A field of bakers. Together.

~

He says he doesn’t understand railroad accidents in California. He says that were he’s from, even drunk men don’t fall asleep on the railroad tracks.

~

The water contains more bacteria than the health safety level for bacteria, but I am sick from food, not water. Bodies, machines, plants, and the universe on repeat. Someone says you can be what you want to be here and I am suspicious, unless that means that here is home in which case: tear/scratch.

I have a little parrot. The parrot followed my bus to campus one day. My peers and professors thought that was hilarious because they didn’t expect to see me with a parrot. You see, I love that parrot very much.

~

“I want to work for the State Department.”

“What does the Department of Homeland Security Do?”

I’m not careful enough with gesture or language how rejecting something requires loving it probably loving trees, temples, factories, America, Europe, babies, real estate, genre, parents.

Energetic and optimistic in a way that defies feeling fact a picture of you isn’t you a picture of me isn’t me lower backache head on the desk live in the desert but dream of the jungle.

The tree we cut down for Christmas, even though we weren’t Christian, almost looked like a pine.

~

Bored. Sweating. Smoking. Going through withdrawal.

“It’s no good, I shall have to go.” You should bring your field glasses

Watch in hand, or compass.

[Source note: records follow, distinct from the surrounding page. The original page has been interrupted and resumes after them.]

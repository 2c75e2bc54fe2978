//! Per-document incremental lexing and parsing state.
//!
//! A [`Buffer`] owns two versioned streams for one document: the token
//! stream and the parse stream of (token, recovery state) pairs derived
//! from it. Both are anchored at a synthetic start token so the parser's
//! start configuration always has a carrier item.
//!
//! [`Buffer::update`] is the incremental entry point: it decides where
//! re-lexing must resume, lexes the suffix, and synchronizes both streams
//! so that unaffected history is carried forward untouched. The semantic
//! analysis for a buffer whose parse stream has reached end of input is
//! memoized; an in-progress buffer is re-analyzed per query.

use crate::cache::{AnalysisCache, AnalysisResult, CacheKey};
use crate::config::Stamp;
use crate::history::{History, SyncStats};
use quill_ir::{ProgramShape, Span, StringInterner, TokenItem};
use quill_lexer::{lex, KeywordTable, LexRestart};
use quill_parse::{assemble, step, Assembled, Frame, RecoveryState, DECL_START};
use quill_typeck::GlobalTables;
use std::path::PathBuf;
use std::sync::Arc;

/// One item of the parse stream: a token with the recovery state reached
/// after consuming it.
#[derive(Debug, Clone)]
pub struct ParseItem {
    pub token: Arc<TokenItem>,
    pub state: RecoveryState,
}

/// A structural anchor captured by [`Buffer::set_mark`].
#[derive(Debug, Clone, Copy, PartialEq, Eq)]
struct Mark {
    frame: Frame,
    span: Span,
}

/// Per-stream reuse counts from one [`Buffer::update`].
#[derive(Debug, Clone, Copy, Default)]
pub struct UpdateStats {
    pub tokens: SyncStats,
    pub parse: SyncStats,
}

/// Incremental state for one open document.
pub struct Buffer {
    path: Option<PathBuf>,
    shape: ProgramShape,
    tokens: History<Arc<TokenItem>>,
    parse: History<ParseItem>,
    keywords: Arc<KeywordTable>,
    stamp: Stamp,
    mark: Option<Mark>,
    typed_memo: Option<Arc<AnalysisResult>>,
}

impl Buffer {
    /// Create a buffer with empty streams anchored at the start token.
    pub fn new(
        path: Option<PathBuf>,
        shape: ProgramShape,
        keywords: Arc<KeywordTable>,
        stamp: Stamp,
    ) -> Self {
        let (tokens, parse) = anchored_streams();
        Buffer {
            path,
            shape,
            tokens,
            parse,
            keywords,
            stamp,
            mark: None,
            typed_memo: None,
        }
    }

    pub fn path(&self) -> Option<&PathBuf> {
        self.path.as_ref()
    }

    pub fn shape(&self) -> ProgramShape {
        self.shape
    }

    /// Token items currently held, anchor first.
    pub fn token_items(&self) -> &[Arc<TokenItem>] {
        self.tokens.items()
    }

    /// Parse items currently held, anchor first.
    pub fn parse_items(&self) -> &[ParseItem] {
        self.parse.items()
    }

    /// Whether the parse stream has consumed the end-of-input token.
    pub fn reached_eof(&self) -> bool {
        self.parse.items().last().is_some_and(|item| item.state.reached_eof)
    }

    /// Decide where re-lexing must resume.
    ///
    /// If the keyword table changed since the last lex, every token is
    /// suspect (keywords affect the tokenization of all identifier-like
    /// text) and both streams are reset for a full re-lex. Otherwise the
    /// token cursor scans backward from the end for the nearest safe
    /// boundary before `from` (a declaration keyword, a lexical-error
    /// item, or the anchor), then rewinds one step so the boundary token
    /// itself is re-lexed.
    pub fn start_lexing(
        &mut self,
        from: Option<u32>,
        keywords: &Arc<KeywordTable>,
    ) -> LexRestart {
        if !Arc::ptr_eq(&self.keywords, keywords) {
            tracing::debug!("keyword table changed, invalidating token history");
            self.keywords = Arc::clone(keywords);
            let (tokens, parse) = anchored_streams();
            self.tokens = tokens;
            self.parse = parse;
            self.typed_memo = None;
            return LexRestart::FROM_START;
        }

        let limit = from.unwrap_or(u32::MAX);
        self.tokens.seek_end();
        // The anchor satisfies the predicate, so the seek always lands.
        self.tokens.seek_backward(|item| {
            item.is_start()
                || (item.span().end <= limit
                    && (item.is_error()
                        || item.kind().is_some_and(|kind| DECL_START.contains(kind))))
        });
        self.tokens.move_by(-1);
        LexRestart::at(self.tokens.focused().span().end)
    }

    /// Re-lex from the restart point and synchronize both streams.
    ///
    /// Tokens before the restart point are carried forward by identity;
    /// re-lexed tokens that are content-equal to their predecessors keep
    /// their derived recovery states; genuinely new tokens get fresh states
    /// seeded from the previous item via the recovery automaton. Any
    /// memoized analysis is cleared.
    pub fn update(
        &mut self,
        source: &str,
        edit_at: Option<u32>,
        keywords: &Arc<KeywordTable>,
        stamp: &Stamp,
        interner: &StringInterner,
    ) -> UpdateStats {
        if !stamp.is_same(&self.stamp) {
            self.stamp = stamp.clone();
            self.typed_memo = None;
        }
        let restart = self.start_lexing(edit_at, keywords);

        let mut new_tokens: Vec<Arc<TokenItem>> =
            self.tokens.items()[..=self.tokens.position()].to_vec();
        new_tokens.extend(lex(source, &self.keywords, interner, restart));

        let (tokens, token_stats) = self.tokens.sync(
            &new_tokens,
            |prev, raw| Arc::ptr_eq(prev, raw),
            |prev, raw| prev == raw,
            |_, raw| Arc::clone(raw),
            |_, raw| Arc::clone(raw),
        );
        self.tokens = tokens;

        let token_items = self.tokens.items().to_vec();
        let (parse, parse_stats) = self.parse.sync(
            &token_items,
            |prev, raw| Arc::ptr_eq(&prev.token, raw),
            |prev, raw| *prev.token == **raw,
            |prev, raw| ParseItem {
                token: Arc::clone(raw),
                state: prev.state,
            },
            |last, raw| {
                let seed = last.map_or(RecoveryState::INITIAL, |item| item.state);
                ParseItem {
                    token: Arc::clone(raw),
                    state: step(&seed, raw),
                }
            },
        );
        self.parse = parse;
        self.typed_memo = None;

        UpdateStats {
            tokens: token_stats,
            parse: parse_stats,
        }
    }

    /// Assemble the buffer's current declaration sequence.
    pub fn declarations(&self) -> Assembled {
        assemble(self.tokens.items(), self.shape)
    }

    /// The buffer's semantic analysis.
    ///
    /// Memoized once the parse stream has reached end of input and while
    /// the validity stamp is unchanged; an in-progress buffer is analyzed
    /// afresh on every call.
    pub fn typer(
        &mut self,
        key: CacheKey,
        stamp: &Stamp,
        cache: &mut AnalysisCache,
        tables: &mut GlobalTables,
        interner: &StringInterner,
    ) -> Arc<AnalysisResult> {
        if !stamp.is_same(&self.stamp) {
            self.stamp = stamp.clone();
            self.typed_memo = None;
        }
        if let Some(memo) = &self.typed_memo {
            return Arc::clone(memo);
        }
        let assembled = self.declarations();
        let (result, _) = cache.run(key, self.shape, &assembled.decls, tables, interner);
        if self.reached_eof() {
            self.typed_memo = Some(Arc::clone(&result));
        }
        result
    }

    /// Capture the parse frame at a source position as a mark.
    ///
    /// Scans backward for the latest parse item whose token covers (or
    /// ends at or before) the position.
    pub fn set_mark(&mut self, at: u32) {
        let item = self
            .parse
            .items()
            .iter()
            .rev()
            .find(|item| {
                let span = item.token.span();
                span.contains(at) || span.end <= at
            });
        self.mark = item.map(|item| Mark {
            frame: item.state.frame,
            span: item.token.span(),
        });
    }

    /// Test whether the marked frame is still present at the same
    /// structural location in the current parse stream.
    pub fn get_mark(&self) -> bool {
        let Some(mark) = self.mark else {
            return false;
        };
        self.parse
            .items()
            .iter()
            .any(|item| item.state.frame == mark.frame && item.token.span() == mark.span)
    }
}

fn anchored_streams() -> (History<Arc<TokenItem>>, History<ParseItem>) {
    let anchor = Arc::new(TokenItem::start_anchor());
    let tokens = History::new(Arc::clone(&anchor));
    let parse = History::new(ParseItem {
        token: anchor,
        state: RecoveryState::INITIAL,
    });
    (tokens, parse)
}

When did horse racing begin? Animal racing in general: rather more than a natural rivalry. “It’s these damn gypsies, wandering all
over the moor. Get out of the car before it’s stopped, expect
a miracle, growl back at the god, eat curried mutton, engage in business

that could put some money in your pocket, like
business is supposed to.

~

I looked it behind me sir, I swear it. He was dead, sir, his head all bashed in. It was horrible. I am a man of excellent birth, reputation, and the occasional flutter; I have the very flutterings if you’d care to see them: a dark-colored silk costume with ostrich-feather trim. I have extravagant taste, but I never had such a dress, sir. What a pleasant evening. I think I’ll take a walk! A horse is a most gregarious creature. But, as you know, the dog did nothing in the night. Of course I would recognize him. Good heavens, sir, you take my breath away!

~

I am supposed to keep a record, throughout the day, of anytime I feel a certain emotion. I am supposed to keep my emotions simple, for example: "glad," "sad," "mad" or "bad.” I can also include “afraid” or “guilty.” Anytime I feel one of these emotions, I’m supposed to note the time of day, the emotion I’m feeling, and what was going on when I felt that emotion.

Later, with my partner, trusted friend, or therapist, I am supposed to go through my list and share what I’ve written down. I should try to describe how the emotion felt within my body. Finally, I am supposed to talk about how it feels to share my emotional feelings with another person.